The point of duffs device is to reduce the number of comparisons done in a tight memcpy implementation.
Suppose you want to copy 'count' bytes from a to b, the straight forward approach is to do the following:
do {
*a = *b++;
} while (--count > 0);
How many times do you need to compare count to see if it's a above 0? 'count' times.
Now, the duff device uses a nasty unintentional side effect of a switch case which allows you to reduce the number of comparisons needed to count / 8.
Now suppose you want to copy 20 bytes using duffs device, how many comparisons would you need? Only 3, since you copy eight bytes at a time except the last first one where you copy just 4.
UPDATED: You don't have to do 8 comparisons/case-in-switch statements, but it's reasonable a trade-off between function size and speed.
This is an answer I posted to another question about Duff's Device that got some upvaotes before the question was closed as a duplicate. I think it provides a bit of valuable context here on why you should avoid this construct.
"This is Duff's Device. It's a method of unrolling loops that avoids having to add a secondary fix-up loop to deal with times when the number of loop iteration isn't know to be an exact multiple of the unrolling factor.
Since most answers here seem to be generally positive about it I'm going to highlight the downsides.

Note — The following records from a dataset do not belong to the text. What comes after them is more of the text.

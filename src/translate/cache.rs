//! 翻译结果缓存，只缓存成功结果

use std::collections::HashMap;
use std::sync::Mutex;

use crate::translate::{TranslateFuture, Translator};

pub struct CachedTranslator<T> {
    inner: T,
    cache: Mutex<HashMap<String, String>>,
}

impl<T: Translator> CachedTranslator<T> {
    pub fn new(inner: T) -> Self {
        Self {
            inner,
            cache: Mutex::new(HashMap::new()),
        }
    }

    fn lookup(&self, text: &str) -> Option<String> {
        self.cache.lock().ok()?.get(text).cloned()
    }

    fn store(&self, text: &str, translated: &str) {
        if let Ok(mut cache) = self.cache.lock() {
            cache.insert(text.to_string(), translated.to_string());
        }
    }
}

impl<T: Translator> Translator for CachedTranslator<T> {
    fn translate<'a>(&'a self, text: &'a str) -> TranslateFuture<'a> {
        Box::pin(async move {
            if let Some(hit) = self.lookup(text) {
                tracing::debug!("翻译缓存命中: {}", text);
                return Ok(hit);
            }
            let translated = self.inner.translate(text).await;
            if let Ok(value) = &translated {
                self.store(text, value);
            }
            translated
        })
    }
}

With this code a compiler is going to struggle to apply any optimization to the loop body. If you just wrote the code as a simple loop a modern compiler should be able to handle the unrolling for you. This way you maintain readability and performance and have some hope of other optimizations being applied to the loop body.

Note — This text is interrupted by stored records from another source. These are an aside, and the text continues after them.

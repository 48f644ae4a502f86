//! 图片批量重命名 & 命名转换命令行
//!
//! ```bash
//! image-renamer convert "用户头像"             # 六种命名风格
//! image-renamer filename --prefix icon --module 通用 --ext .png
//! image-renamer rename ./assets --module 首页 --dry-run
//! image-renamer config show
//! ```

use anyhow::Result;
use clap::{Parser, Subcommand};
use std::path::PathBuf;

use image_renamer_lib::naming::CaseStyle;
use image_renamer_lib::rename::{self, ImageItem, ProgressData};
use image_renamer_lib::RenamerApp;

#[derive(Parser)]
#[command(name = "image-renamer")]
#[command(about = "按 prefix_module_feature.ext 规则批量重命名图片，并提供命名风格转换")]
#[command(version)]
struct Cli {
    /// 配置文件路径（默认位于系统配置目录）
    #[arg(long, global = true)]
    config: Option<PathBuf>,

    /// 不访问远程翻译，仅使用词汇表
    #[arg(long, global = true)]
    offline: bool,

    #[command(subcommand)]
    command: Commands,
}

#[derive(Subcommand)]
enum Commands {
    /// 将文本转换为六种命名风格
    Convert {
        text: String,
        /// 以 JSON 输出
        #[arg(long)]
        json: bool,
    },
    /// 生成单个文件名
    Filename {
        #[arg(long)]
        prefix: String,
        #[arg(long)]
        module: String,
        #[arg(long, default_value = "")]
        feature: String,
        #[arg(long)]
        ext: String,
    },
    /// 批量重命名图片（参数可以是文件或文件夹）
    Rename {
        #[arg(required = true)]
        paths: Vec<PathBuf>,
        /// 类型前缀，默认取配置中的第一项
        #[arg(long)]
        prefix: Option<String>,
        /// 模块名，默认取配置中的第一项
        #[arg(long)]
        module: Option<String>,
        /// 功能名，默认取文件名中的汉字
        #[arg(long)]
        feature: Option<String>,
        /// 输出目录（复制到该目录）；默认使用配置，未配置则原地重命名
        #[arg(long)]
        output_dir: Option<PathBuf>,
        /// 只显示新文件名，不修改文件
        #[arg(long)]
        dry_run: bool,
        /// 以 JSON 输出
        #[arg(long)]
        json: bool,
    },
    /// 输出图片的 data URL
    Preview { path: PathBuf },
    /// 查看或修改配置
    Config {
        #[command(subcommand)]
        action: ConfigAction,
    },
}

#[derive(Subcommand)]
enum ConfigAction {
    /// 显示当前配置
    Show,
    /// 显示配置文件路径
    Path,
    /// 设置模块列表
    SetModules { modules: Vec<String> },
    /// 设置类型列表
    SetTypes { types: Vec<String> },
    /// 设置输出目录，省略参数则恢复为原地重命名
    SetOutputDir { dir: Option<PathBuf> },
}

#[tokio::main]
async fn main() -> Result<()> {
    // 日志输出到 stderr，stdout 只留结果
    tracing_subscriber::fmt()
        .with_env_filter(
            tracing_subscriber::EnvFilter::try_from_default_env()
                .unwrap_or_else(|_| tracing_subscriber::EnvFilter::new("info")),
        )
        .with_writer(std::io::stderr)
        .init();

    let cli = Cli::parse();
    let mut app = RenamerApp::load(cli.config, cli.offline)?;

    match cli.command {
        Commands::Convert { text, json } => {
            let result = app.convert_naming(&text).await;
            if json {
                println!("{}", serde_json::to_string_pretty(&result)?);
            } else {
                for style in CaseStyle::ALL {
                    println!("{:<16} {}", style.display_name(), result.get(style));
                }
            }
        }
        Commands::Filename {
            prefix,
            module,
            feature,
            ext,
        } => {
            println!("{}", app.update_item(&prefix, &module, &feature, &ext).await);
        }
        Commands::Rename {
            paths,
            prefix,
            module,
            feature,
            output_dir,
            dry_run,
            json,
        } => {
            let mut items = collect_items(&app, &paths).await?;
            if items.is_empty() {
                anyhow::bail!("未找到图片文件");
            }
            for item in &mut items {
                apply_overrides(&app, item, &prefix, &module, &feature).await;
            }

            if dry_run {
                if json {
                    println!("{}", serde_json::to_string_pretty(&items)?);
                } else {
                    for item in &items {
                        println!("{} -> {}", item.orig_name, item.new_name);
                    }
                }
                return Ok(());
            }

            let output_dir = output_dir.or_else(|| app.output_dir().map(PathBuf::from));
            let sink = |p: &ProgressData| {
                eprintln!("[{}/{}] {}", p.current, p.total, p.filename);
            };
            let report = rename::execute_rename(&items, output_dir.as_deref(), &sink)?;

            if json {
                println!("{}", serde_json::to_string_pretty(&report)?);
            } else {
                println!("{}", report.summary());
            }
        }
        Commands::Preview { path } => {
            println!("{}", app.image_base64(&path)?);
        }
        Commands::Config { action } => match action {
            ConfigAction::Show => {
                println!("{}", serde_json::to_string_pretty(app.config())?);
            }
            ConfigAction::Path => {
                println!("{}", app.config_path().display());
            }
            ConfigAction::SetModules { modules } => {
                app.set_modules(modules)?;
                println!("{}", app.modules().join(", "));
            }
            ConfigAction::SetTypes { types } => {
                app.set_types(types)?;
                println!("{}", app.types().join(", "));
            }
            ConfigAction::SetOutputDir { dir } => {
                app.set_output_dir(dir)?;
                match app.output_dir() {
                    Some(dir) => println!("{}", dir.display()),
                    None => println!("(原目录)"),
                }
            }
        },
    }

    Ok(())
}

/// 文件夹展开为其中的图片，文件直接收集
async fn collect_items(app: &RenamerApp, paths: &[PathBuf]) -> Result<Vec<ImageItem>> {
    let mut items = Vec::new();
    let mut files = Vec::new();

    for path in paths {
        if path.is_dir() {
            items.extend(app.select_folder(path).await?);
        } else {
            files.push(path.clone());
        }
    }
    items.extend(app.select_files(&files).await);

    for (id, item) in items.iter_mut().enumerate() {
        item.id = id;
    }
    Ok(items)
}

/// 应用命令行指定的前缀/模块/功能名并重新生成文件名
async fn apply_overrides(
    app: &RenamerApp,
    item: &mut ImageItem,
    prefix: &Option<String>,
    module: &Option<String>,
    feature: &Option<String>,
) {
    if prefix.is_none() && module.is_none() && feature.is_none() {
        return;
    }
    if let Some(prefix) = prefix {
        item.prefix = prefix.clone();
    }
    if let Some(module) = module {
        item.module = module.clone();
    }
    if let Some(feature) = feature {
        item.feature_name = feature.clone();
    }
    item.new_name = app
        .update_item(&item.prefix, &item.module, &item.feature_name, &item.extension())
        .await;
}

The Wikipedia article referenced by others even says when this 'pattern' was removed from the Xfree86 source code performance actually improved.
This outcome is typical of blindly hand optimizing any code you happen to think might need it. It prevents the compiler from doing its job properly, makes your code less readable and more prone to bugs and typically slows it down. If you were doing things the right way in the first place, i.e. writing simple code, then profiling for bottlenecks, then optimizing, you'd never even think to use something like this. Not with a modern CPU and compiler anyway.
It's fine to understand it, but I'd be surprised if you ever actually use it."